The National-led government paid tens of thousands of dollars to former National Party MPs, a former candidate and a financial donor to produce its 'loopy rules' report.
The government taskforce was established in 2014 to rid New Zealand of rules that are unnecessarily bureaucratic and which stop people from getting things done.
The Rules Reduction Taskforce toured the country to hear New Zealanders' tales of ruled that were out of date, inconsistent, petty, inefficient, pointless or onerous.
Last year the taskforce released its report The Loopy Rules Report: New Zealanders Tell Their Stories.
The report cost $750,000 and one of its key findings was that many of the rules complained about did not actually exist.
Half the taskforce members were appointed by the Local Government Minister at the time, Paula Bennett, and had clear ties to the National Party.

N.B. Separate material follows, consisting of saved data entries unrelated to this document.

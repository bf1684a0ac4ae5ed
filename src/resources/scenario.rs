//! Scripted driving scenarios.
//!
//! A [`Scenario`] is a JSON list of driver actions. [`ScenarioPlayer`] hands
//! out one action per frame (a `wait` action holds for several frames), which
//! [`scenario_system`](crate::systems::scenario::scenario_system) applies to
//! every vehicle's [`VehicleControls`](crate::components::vehiclecontrols::VehicleControls).
//!
//! ```json
//! {
//!   "steps": [
//!     { "action": "engine", "on": true },
//!     { "action": "gear", "gear": "first" },
//!     { "action": "steer", "amount": 0.5 },
//!     { "action": "wait", "frames": 60 },
//!     { "action": "shift", "direction": "up" },
//!     { "action": "engine", "on": false }
//!   ]
//! }
//! ```

use bevy_ecs::prelude::*;
use serde::{Deserialize, Serialize};
use std::path::Path;

use crate::components::gear::Gear;
use crate::components::vehiclecontrols::VehicleControls;
use crate::error::ConfigError;

#[derive(Debug, Clone, Copy, PartialEq, Eq, Serialize, Deserialize)]
#[serde(rename_all = "lowercase")]
pub enum ShiftDirection {
    Up,
    Down,
}

/// One driver action.
#[derive(Debug, Clone, Copy, PartialEq, Serialize, Deserialize)]
#[serde(tag = "action", rename_all = "lowercase")]
pub enum ScenarioAction {
    Engine { on: bool },
    Gear { gear: Gear },
    Shift { direction: ShiftDirection },
    Steer { amount: f32 },
    Wait { frames: u32 },
}

impl ScenarioAction {
    /// Apply the action to a vehicle's controls. `Wait` changes nothing.
    pub fn apply(&self, controls: &mut VehicleControls) {
        match *self {
            ScenarioAction::Engine { on } => controls.set_engine(on),
            ScenarioAction::Gear { gear } => controls.select_gear(gear),
            ScenarioAction::Shift {
                direction: ShiftDirection::Up,
            } => controls.shift_up(),
            ScenarioAction::Shift {
                direction: ShiftDirection::Down,
            } => controls.shift_down(),
            ScenarioAction::Steer { amount } => controls.set_steer(amount),
            ScenarioAction::Wait { .. } => {}
        }
    }
}

#[derive(Debug, Clone, Default, PartialEq, Serialize, Deserialize)]
pub struct Scenario {
    pub steps: Vec<ScenarioAction>,
}

impl Scenario {
    pub fn from_json(text: &str) -> Result<Self, ConfigError> {
        serde_json::from_str(text).map_err(|e| ConfigError::Load(format!("bad scenario: {}", e)))
    }

    pub fn load(path: impl AsRef<Path>) -> Result<Self, ConfigError> {
        let path = path.as_ref();
        let text = std::fs::read_to_string(path)
            .map_err(|e| ConfigError::Load(format!("{}: {}", path.display(), e)))?;
        Self::from_json(&text)
    }

    /// Short demo drive: start, work up through the gears, reverse, stop.
    pub fn demo() -> Self {
        let shift_up = ScenarioAction::Shift {
            direction: ShiftDirection::Up,
        };
        Self {
            steps: vec![
                // refused: not in neutral
                ScenarioAction::Gear { gear: Gear::First },
                ScenarioAction::Engine { on: true },
                ScenarioAction::Wait { frames: 10 },
                ScenarioAction::Gear { gear: Gear::Neutral },
                ScenarioAction::Engine { on: true },
                ScenarioAction::Wait { frames: 60 },
                shift_up,
                ScenarioAction::Steer { amount: 0.5 },
                ScenarioAction::Wait { frames: 60 },
                shift_up,
                ScenarioAction::Wait { frames: 60 },
                ScenarioAction::Steer { amount: 0.0 },
                shift_up,
                ScenarioAction::Wait { frames: 60 },
                ScenarioAction::Gear { gear: Gear::Reverse },
                ScenarioAction::Wait { frames: 60 },
                ScenarioAction::Engine { on: false },
                ScenarioAction::Wait { frames: 30 },
            ],
        }
    }
}

/// Cursor over a [`Scenario`], one action per frame.
#[derive(Resource, Debug, Clone, Default)]
pub struct ScenarioPlayer {
    scenario: Scenario,
    cursor: usize,
    waiting: u32,
}

impl ScenarioPlayer {
    pub fn new(scenario: Scenario) -> Self {
        Self {
            scenario,
            cursor: 0,
            waiting: 0,
        }
    }

    /// Action for this frame, if any.
    ///
    /// A `Wait { frames: n }` action occupies this frame and the `n - 1`
    /// following ones (at least one frame).
    pub fn next_action(&mut self) -> Option<ScenarioAction> {
        if self.waiting > 0 {
            self.waiting -= 1;
            return None;
        }
        let action = *self.scenario.steps.get(self.cursor)?;
        self.cursor += 1;
        if let ScenarioAction::Wait { frames } = action {
            self.waiting = frames.saturating_sub(1);
        }
        Some(action)
    }

    pub fn is_finished(&self) -> bool {
        self.waiting == 0 && self.cursor >= self.scenario.steps.len()
    }
}
//! Driver-facing controls of a vehicle.
//!
//! [`VehicleControls`] is what input handling (or a scenario script) writes:
//! the engine toggle, the gear selector and the steering amount. The engine
//! system reads it every frame and may revert `request.engine_on` when a start
//! is rejected.

use bevy_ecs::prelude::Component;

use crate::components::enginestate::EngineRequest;
use crate::components::gear::Gear;

#[derive(Component, Debug, Clone, Copy, Default, PartialEq)]
pub struct VehicleControls {
    /// Requested engine toggle and gear.
    pub request: EngineRequest,
    /// Steering input in `[-1.0, 1.0]`; positive turns right.
    pub steer: f32,
}

impl VehicleControls {
    /// Controls that match an existing engine state.
    pub fn from_request(request: EngineRequest) -> Self {
        Self {
            request,
            steer: 0.0,
        }
    }

    pub fn set_engine(&mut self, on: bool) {
        self.request.engine_on = on;
    }

    pub fn toggle_engine(&mut self) {
        self.request.engine_on = !self.request.engine_on;
    }

    pub fn select_gear(&mut self, gear: Gear) {
        self.request.gear = gear;
    }

    pub fn shift_up(&mut self) {
        self.request.gear = self.request.gear.shifted_up();
    }

    pub fn shift_down(&mut self) {
        self.request.gear = self.request.gear.shifted_down();
    }

    /// Set steering, clamped to `[-1.0, 1.0]`.
    pub fn set_steer(&mut self, amount: f32) {
        self.steer = amount.clamp(-1.0, 1.0);
    }
}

On the taskforce were former National MPs Tau Henare and John Carter, former party candidate Mark Thomas and Ian Tulloch who helped fund a National MP's campaign.
Documents released to RNZ under the Official Information Act show they were each paid $500 a day to take part.
In total they were paid more than $25,000 in fees.
Labour MP Phil Twyford was disgusted with the situation.
"It's an insult to the taxpayer that the National government should undertake a blatantly political exercise like this, blow $750,000 of taxpayers money and essentially provide a make-work scheme for National Party has-beens and apparatchiks."
Green Party MP Julie-Anne Genter said it was a clear case of cronyism.
"We're getting to that point where the National government is losing all perspective or sense of touch with reality - when they think it's okay to pay their former MPs or candidates and donors to undertake what's ostensibly some sort of taskforce work, it's really just an exercise in PR and spin."
But former National Party candidate Mark Thomas said the taskforce members were picked for their skills - not their party links.
"Having worked with everyone on the taskforce I could tell you that all of them had specific expertise, either local government expertise or in building and construction industry.
So from my point of view, having worked for several months on that taskforce, I think it was put together by people who were qualified and capable, and able to contribute to the task the minister had given us."
Mr Thomas was paid more than $10,000.
National Party MP Jacqui Dean chaired the taskforce but was not paid a fee.
One loopy rule - that lolly scrambles were illegal - was found to be a myth.
But a rule requiring hairdressers be registered and inspected annually by councils - because they were once a source of infection - was found to be loopy, given there's no such requirement for similar industries.
Local Government Minister Sam Lotu-Iiga said people selected for the taskforce were chosen for their strong understanding of the local government and business sectors.
In July, Mr Lotu-Iiga announced the Government would adopt 72 of the loopy rules taskforce's 75 recommendations.
Those recommendations included relaxing building laws and letting builders sign off on more of their own work, getting WorkSafe to do more myth busting, and most importantly stop making loopy rules.